Test uniform convergence of the series
$$\sum_{n=1}^{\infty}\frac{x}{(n+x^2)^2}$$
My attempt:
Here $$f_n(x)=\frac{x}{(n+x^2)^2}$$
Applying Weierstrass's M-test
$$\vert \frac{x}{(n+x^2)^2}\vert < \frac{x}{n^2}<\frac{1}{n^2} \forall x\in(-1,1)$$
Since we know $\frac{1}{n^2}$ is convergent, the series converges for $x\in(-1,1)$
My question is how can I make sure that this is the only interval where the series is Uniformly convergent? And if it isn't, how do I find other such intervals?
On
Let $M$ be a bounded set in $ \mathbb R$. Then there is $c>0$ such that $|x| \le c$ for all $x \in M$. Hence:
$\vert \frac{x}{(n+x^2)^2}\vert \le \frac{|x|}{n^2}<\frac{c}{n^2} \forall x\in M$.

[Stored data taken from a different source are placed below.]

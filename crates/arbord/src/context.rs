//! Mutable service context owned by the dispatch consumer.

use std::sync::Arc;

use arbor_config::{Config, RuntimePaths};

use crate::apps::AppCatalog;
use crate::children::{ChildDeps, ChildError, ChildProcessManager, DeleteOutcome, SpawnRequest};
use crate::state::{CHILDREN_KEY, StateStore};
use crate::topology::{ChildRecord, ChildSelector, TopologyRegistry};

/// Everything a handler may read or change.
///
/// Exactly one instance exists per service and only the dispatch consumer
/// holds it, so handlers never observe concurrent mutation.
#[derive(Debug)]
pub struct ServiceContext {
    config: Config,
    paths: RuntimePaths,
    state: StateStore,
    topology: TopologyRegistry,
    children: ChildProcessManager,
    catalog: Arc<AppCatalog>,
}

impl ServiceContext {
    /// Builds the context of the service configured by `config`.
    #[must_use]
    pub fn new(config: Config, catalog: Arc<AppCatalog>, deps: ChildDeps) -> Self {
        let paths = RuntimePaths::from_config(&config);
        let topology = TopologyRegistry::new(config.ancestry.clone());
        let children = ChildProcessManager::new(&config, Arc::clone(&catalog), deps);
        let mut context = Self {
            config,
            paths,
            state: StateStore::new(),
            topology,
            children,
            catalog,
        };
        context.sync_children();
        context
    }

    /// Configuration of this service.
    #[must_use]
    pub const fn config(&self) -> &Config {
        &self.config
    }

    /// Filesystem layout of this service.
    #[must_use]
    pub const fn paths(&self) -> &RuntimePaths {
        &self.paths
    }

    /// Published state.
    #[must_use]
    pub const fn state(&self) -> &StateStore {
        &self.state
    }

    /// Published state, writable.
    pub const fn state_mut(&mut self) -> &mut StateStore {
        &mut self.state
    }

    /// Ancestry and live children.
    #[must_use]
    pub const fn topology(&self) -> &TopologyRegistry {
        &self.topology
    }

    /// Applications this binary can run.
    #[must_use]
    pub fn catalog(&self) -> &AppCatalog {
        &self.catalog
    }

    /// Spawns a child and republishes the children list.
    ///
    /// # Errors
    ///
    /// Returns [`ChildError`] when the spawn is refused or rolled back.
    pub fn spawn_child(&mut self, request: &SpawnRequest) -> Result<ChildRecord, ChildError> {
        let record = self.children.spawn_child(&mut self.topology, request)?;
        self.sync_children();
        Ok(record)
    }

    /// Deletes a child and republishes the children list.
    ///
    /// # Errors
    ///
    /// Returns [`ChildError`] when no child matches or signalling fails.
    pub fn delete_child(&mut self, selector: &ChildSelector) -> Result<DeleteOutcome, ChildError> {
        let outcome = self.children.delete_child(&mut self.topology, selector)?;
        self.sync_children();
        Ok(outcome)
    }

    fn sync_children(&mut self) {
        let children = self
            .topology
            .children()
            .iter()
            .map(|child| serde_json::to_value(child).unwrap_or_default())
            .collect();
        self.state
            .put_reserved(CHILDREN_KEY, serde_json::Value::Array(children));
    }
}
//! Serialised request dispatch.
//!
//! Connection threads never touch service state. They normalise each request
//! into an [`InboundRequest`] and hand it to the [`Dispatcher`], which queues
//! it in a bounded FIFO. A single consumer thread owns the
//! [`HandlerRegistry`](crate::registry::HandlerRegistry) and the
//! [`ServiceContext`](crate::context::ServiceContext) and runs one handler at
//! a time in arrival order, so handlers observe every earlier mutation and
//! never overlap.
//!
//! ## Admission and deadlines
//!
//! [`Dispatcher::submit`] blocks while the queue is full. Each caller then
//! waits on its own [`Completion`] with a deadline. When the deadline passes
//! the caller gets [`DispatchError::Timeout`], but the handler is not
//! cancelled: it still runs and its state changes still land. The consumer
//! drops the late result without error.
//!
//! ## Failure mapping
//!
//! Unknown routes, undecodable bodies, handler errors and panics, and bad
//! results all come back as [`DispatchError`] values; the transport renders
//! every one of them as `false`. A handler returning
//! [`HandlerOutcome::Terminate`](crate::registry::HandlerOutcome::Terminate)
//! stops the consumer and triggers the process stop token.

mod consumer;
mod decode;
mod errors;
pub mod multipart;
mod queue;
mod request;

pub use self::errors::DispatchError;
pub use self::queue::{Completion, ConsumerHandle, Dispatcher, DispatcherSettings};
pub use self::request::{Headers, InboundRequest};

pub(crate) const DISPATCH_TARGET: &str = concat!(env!("CARGO_PKG_NAME"), "::dispatch");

Therefore the seies is uniformly convergent on $M$.
On
We have, $$|\sum_{n=1}^{\infty} \frac{x}{(n+x^2)^2}|\le C\sum_{n=1}^{\infty} \frac{1}{n^{3/2}}<\infty $$
Indeed we let $f_n(x)=\frac{x}{(n+x^2)^2}$ then $$f'_n(x)=\frac{n-3x^2}{(n+x^2)^3} = 0 \Longleftrightarrow x= \pm a_n =\pm\sqrt{\frac{n}{3}}$$
For $x\in (-\infty, -a_n)\cup (a_n, \infty)$ we have $f_n'\le 0$ then $f_n$ is nonincreasing on each interval. Namely,
$$-f_n(a_n)= f_n(-a_n) \le f_n(x)\le f_n(-\infty) =0 \qquad\text{for every $x\in (-\infty, -a_n)$}$$
$$f_n(a_n) \ge f_n(x)\ge f_n(\infty) =0 \qquad\text{for every $x\in (a_n, \infty)$}$$ in any case we have $$|f_n(x)|\le f_n(a_n) \qquad\text{for every $x\in (-\infty, -a_n)\cup (a_n, \infty)$}$$
and for $x\in (-a_n,a_n)$ we have $f_n'\ge 0$ so $f_n$ is nondecreasing on $(-a_n,a_n)$ i.e
$$-f_n(a_n)= f_n(-a_n) \le f_n(x)\le f_n(a_n)\qquad\text{for every $x\in (-a_n, a_n)$}.$$ Therefore for every $x\in\mathbb{R}$ , $$|f_n(x)|\le f_n(a_n) \approx \frac{1}{n^{3/2}}$$
With $|x|=y\sqrt{n}$, we have $$\frac{|x|}{(n+x^2)^2}=\frac1{n^{3/2}}\frac{y}{(1+y^2)^2}\le\frac{C}{n^{3/2}}$$ with some positive constant $C$, since $y/(1+y^2)^2$ is continuous for $y>0$ and $\rightarrow0$ as $y\rightarrow\infty$, so it must be bounded. Thus the series is uniformly convergent on the whole real line.